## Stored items
▬▬▬▬▬▬▬▬▬▬
mod chain;

pub(crate) use chain::{Chain, MessageKey, ReceivingChain, SendingChain, SkippedMessageKey};

use crate::error::Error;
use crate::messages::NormalMessage;
use crate::x3dh::X3DHSharedSecret;
use crate::{X25519PublicKey, X25519Secret};
use aes_gcm_siv::aead::{Aead, Payload};
use aes_gcm_siv::{Aes256GcmSiv, KeyInit, Nonce};
use hkdf::Hkdf;
use rand::{TryCryptoRng, TryRngCore};
use sha2::Sha256;
use std::collections::VecDeque;
use tracing::{debug, trace, warn};
use x25519_dalek::SharedSecret;
use zeroize::Zeroize;

const NONCE_SIZE: usize = 12; // AES-GCM-SIV uses 12-byte (96-bit) nonces

const ROOT_INFO: &[u8] = b"Duet-E2E-Root";
const CHAIN_INFO: &[u8] = b"Duet-E2E-Chain";
const MESSAGE_KEYS_INFO: &[u8] = b"Duet-E2E-Keys";

/// Bounds on the state a ratchet keeps for out-of-order delivery.
#[derive(Clone, Copy, Debug, PartialEq, Eq)]
pub(crate) struct RatchetConfig {
    pub(crate) max_skipped_message_keys: usize,
    pub(crate) max_message_gap: u32,
    pub(crate) max_receiving_chains: usize,
}

/// Double Ratchet with a lazily created sending chain.
///
/// A new ratchet key is generated only when we send after having received a
/// new ratchet key from the peer, so decryption never needs randomness.
///
/// It manages:
/// - A root key that evolves with each DH ratchet step
/// - The current sending chain, if any
/// - The most recent receiving chains, one per peer ratchet key
/// - Skipped message keys for out-of-order message delivery
#[derive(Clone)]
pub(crate) struct DoubleRatchet {
    pub(crate) root_key: Box<[u8; 32]>,
    pub(crate) sending_chain: Option<SendingChain>,
    pub(crate) receiving_chains: VecDeque<ReceivingChain>,
    pub(crate) skipped_message_keys: VecDeque<SkippedMessageKey>,
    pub(crate) config: RatchetConfig,
}

impl Drop for DoubleRatchet {
    fn drop(&mut self) {
        self.root_key.zeroize();
    }
}

impl DoubleRatchet {
    /// Initializes the ratchet of the session initiator.
    ///
    /// The handshake's chain key becomes the first sending chain, under the
    /// freshly generated `ratchet_key`.
    pub(crate) fn initialize_for_alice(
        shared_secret: X3DHSharedSecret,
        ratchet_key: X25519Secret,
        config: RatchetConfig,
    ) -> Self {
        Self {
            root_key: shared_secret.root_key.clone(),
            sending_chain: Some(SendingChain {
                ratchet_key,
                chain: Chain::new(shared_secret.chain_key.clone()),
            }),
            receiving_chains: VecDeque::new(),
            skipped_message_keys: VecDeque::new(),
            config,
        }
    }

    /// Initializes the ratchet of the session responder.
    ///
    /// The handshake's chain key becomes the receiving chain for the
    /// initiator's first ratchet key.
    pub(crate) fn initialize_for_bob(
        shared_secret: X3DHSharedSecret,
        their_ratchet_key: X25519PublicKey,
        config: RatchetConfig,
    ) -> Self {
        let mut receiving_chains = VecDeque::with_capacity(1);
        receiving_chains.push_back(ReceivingChain {
            ratchet_key: their_ratchet_key,
            chain: Chain::new(shared_secret.chain_key.clone()),
        });

        Self {
            root_key: shared_secret.root_key.clone(),
            sending_chain: None,
            receiving_chains,
            skipped_message_keys: VecDeque::new(),
            config,
        }
    }

    /// Key derivation function for the root key ratchet.
    ///
    /// # Returns
    ///
    /// A tuple containing:
    /// 1. The new root key
    /// 2. The new chain key
    fn kdf_rk(
        root_key: &[u8; 32],
        dh_output: SharedSecret,
    ) -> Result<(Box<[u8; 32]>, Box<[u8; 32]>), Error> {
        if !dh_output.was_contributory() {
            return Err(Error::BadMessage(
                "Ratchet step with a low-order key".to_string(),
            ));
        }

        let hkdf = Hkdf::<Sha256>::new(Some(root_key.as_slice()), dh_output.as_bytes());

        let mut new_root_key = Box::new([0u8; 32]);
        let mut chain_key = Box::new([0u8; 32]);

        hkdf.expand(ROOT_INFO, new_root_key.as_mut_slice())
            .map_err(|_| Error::Crypto("HKDF expansion failed for root key".to_string()))?;
        hkdf.expand(CHAIN_INFO, chain_key.as_mut_slice())
            .map_err(|_| Error::Crypto("HKDF expansion failed for chain key".to_string()))?;

        Ok((new_root_key, chain_key))
    }

    /// Creates a sending chain towards the newest peer ratchet key.
    ///
    /// The new ratchet key is drawn from `rng` before any state changes.
    fn ratchet_sending_chain<R>(&mut self, rng: &mut R) -> Result<(), Error>
    where
        R: TryRngCore + TryCryptoRng + ?Sized,
    {
        let their_ratchet_key = self
            .receiving_chains
            .back()
            .map(|chain| chain.ratchet_key)
            .ok_or_else(|| Error::Crypto("No ratchet key to send to".to_string()))?;

        let ratchet_key = X25519Secret::generate_from(rng)?;
        let (root_key, chain_key) =
            Self::kdf_rk(&self.root_key, ratchet_key.dh(&their_ratchet_key))?;

        trace!(
            target: "duet::ratchet",
            ratchet_key = %ratchet_key.public_key().to_base64(),
            "advanced sending ratchet"
        );

        self.root_key = root_key;
        self.sending_chain = Some(SendingChain {
            ratchet_key,
            chain: Chain::new(chain_key),
        });

        Ok(())
    }

    /// Encrypts `plaintext` with the next key of the sending chain.
    ///
    /// `ad` is authenticated together with the message header. `rng` is only
    /// used when a new sending chain has to be created.
    pub(crate) fn encrypt<R>(&mut self, rng: &mut R, plaintext: &[u8], ad: &[u8]) -> Result<NormalMessage, Error>
    where
        R: TryRngCore + TryCryptoRng + ?Sized,
    {
        if self.sending_chain.is_none() {
            self.ratchet_sending_chain(rng)?;
        }
        let sending_chain = self
            .sending_chain
            .as_mut()
            .ok_or_else(|| Error::Crypto("No sending chain available".to_string()))?;

        let ratchet_key = sending_chain.ratchet_key.public_key();
        let message_key = sending_chain.chain.next()?;

        let header = NormalMessage::encode_header(&ratchet_key, message_key.index);
        let ciphertext = Self::encrypt_message(&message_key, plaintext, &[ad, header.as_slice()].concat())?;

        Ok(NormalMessage {
            ratchet_key,
            counter: message_key.index,
            ciphertext,
        })
    }

    /// Decrypts a message, committing the ratchet only if it authenticates.
    ///
    /// On any error the ratchet is left exactly as it was.
    pub(crate) fn decrypt(&mut self, message: &NormalMessage, ad: &[u8]) -> Result<Vec<u8>, Error> {
        let mut ratchet = self.clone();
        let plaintext = ratchet.decrypt_in_place(message, ad)?;
        *self = ratchet;

        Ok(plaintext)
    }

    fn decrypt_in_place(&mut self, message: &NormalMessage, ad: &[u8]) -> Result<Vec<u8>, Error> {
        let message_key = match self
            .receiving_chains
            .iter()
            .position(|chain| chain.ratchet_key == message.ratchet_key)
        {
            Some(position) => {
                let index = self.receiving_chains[position].chain.index;
                if message.counter < index {
                    self.take_skipped_message_key(message)?
                } else {
                    self.advance_receiving_chain(position, message.counter)?
                }
            }
            None => {
                let position = self.ratchet_receiving_chain(message.ratchet_key)?;
                self.advance_receiving_chain(position, message.counter)?
            }
        };

        let header = message.header_bytes();
        let aad = [ad, header.as_slice()].concat();
        Self::decrypt_message(&message_key, &message.ciphertext, &aad)
    }

    /// Performs the DH ratchet step for a new peer ratchet key and returns
    /// the position of the new receiving chain.
    fn ratchet_receiving_chain(&mut self, their_ratchet_key: X25519PublicKey) -> Result<usize, Error> {
        let sending_chain = self.sending_chain.as_ref().ok_or_else(|| {
            Error::BadMessage("Message with an unexpected ratchet key".to_string())
        })?;

        let (root_key, chain_key) =
            Self::kdf_rk(&self.root_key, sending_chain.ratchet_key.dh(&their_ratchet_key))?;

        self.root_key = root_key;
        self.sending_chain = None;
        self.receiving_chains.push_back(ReceivingChain {
            ratchet_key: their_ratchet_key,
            chain: Chain::new(chain_key),
        });
        while self.receiving_chains.len() > self.config.max_receiving_chains.max(1) {
            self.receiving_chains.pop_front();
        }

        trace!(
            target: "duet::ratchet",
            ratchet_key = %their_ratchet_key.to_base64(),
            "advanced receiving ratchet"
        );

        Ok(self.receiving_chains.len() - 1)
    }

    /// Advances a receiving chain up to `counter`, caching the keys of the
    /// messages in between.
    fn advance_receiving_chain(&mut self, position: usize, counter: u32) -> Result<MessageKey, Error> {
        let Self {
            receiving_chains,
            skipped_message_keys,
            config,
            ..
        } = self;
        let receiving_chain = receiving_chains
            .get_mut(position)
            .ok_or_else(|| Error::Crypto("Receiving chain disappeared".to_string()))?;

        let gap = counter - receiving_chain.chain.index;
        if gap > config.max_message_gap {
            warn!(target: "duet::ratchet", gap, max_gap = config.max_message_gap, "message gap too large");
            return Err(Error::BadMessage(format!(
                "Message gap of {gap} exceeds the maximum of {}",
                config.max_message_gap
            )));
        }

        while receiving_chain.chain.index < counter {
            let message_key = receiving_chain.chain.next()?;
            skipped_message_keys.push_back(SkippedMessageKey {
                ratchet_key: receiving_chain.ratchet_key,
                message_key,
            });
            while skipped_message_keys.len() > config.max_skipped_message_keys {
                skipped_message_keys.pop_front();
            }
        }
        if gap > 0 {
            debug!(target: "duet::ratchet", skipped = gap, "cached skipped message keys");
        }

        receiving_chain.chain.next()
    }

    fn take_skipped_message_key(&mut self, message: &NormalMessage) -> Result<MessageKey, Error> {
        let position = self
            .skipped_message_keys
            .iter()
            .position(|skipped| {
                skipped.ratchet_key == message.ratchet_key
                    && skipped.message_key.index == message.counter
            })
            .ok_or(Error::Replay {
                counter: message.counter,
            })?;

        self.skipped_message_keys
            .remove(position)
            .map(|skipped| skipped.message_key)
            .ok_or(Error::Replay {
                counter: message.counter,
            })
    }

    fn message_cipher(message_key: &MessageKey) -> Result<(Aes256GcmSiv, [u8; NONCE_SIZE]), Error> {
        // Derive encryption key and IV from the message key
        let hkdf = Hkdf::<Sha256>::new(None, message_key.key.as_slice());

        let mut derived_material = Box::new([0u8; 32 + NONCE_SIZE]);
        hkdf.expand(MESSAGE_KEYS_INFO, derived_material.as_mut_slice())
            .map_err(|_| Error::Crypto("HKDF expansion failed".to_string()))?;

        let cipher = Aes256GcmSiv::new_from_slice(&derived_material[0..32])
            .map_err(|_| Error::Crypto("Invalid message key length".to_string()))?;
        let mut nonce = [0u8; NONCE_SIZE];
        nonce.copy_from_slice(&derived_material[32..]);
        derived_material.zeroize();

        Ok((cipher, nonce))
    }

    fn encrypt_message(message_key: &MessageKey, plaintext: &[u8], ad: &[u8]) -> Result<Vec<u8>, Error> {
        let (cipher, nonce) = Self::message_cipher(message_key)?;

        cipher
            .encrypt(
                Nonce::from_slice(&nonce),
                Payload {
                    msg: plaintext,
                    aad: ad,
                },
            )
            .map_err(|_| Error::Crypto("Message encryption failed".to_string()))
    }

    fn decrypt_message(message_key: &MessageKey, ciphertext: &[u8], ad: &[u8]) -> Result<Vec<u8>, Error> {
        let (cipher, nonce) = Self::message_cipher(message_key)?;

        cipher
            .decrypt(
                Nonce::from_slice(&nonce),
                Payload {
                    msg: ciphertext,
                    aad: ad,
                },
            )
            .map_err(|_| Error::MacFailure)
    }
}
▬▬▬▬▬▬▬▬▬▬
## Exercise
Return a copy of each line in the entries that contains "RatchetConfig".

## Solution
pub(crate) struct RatchetConfig {
    pub(crate) config: RatchetConfig,
        config: RatchetConfig,
        config: RatchetConfig,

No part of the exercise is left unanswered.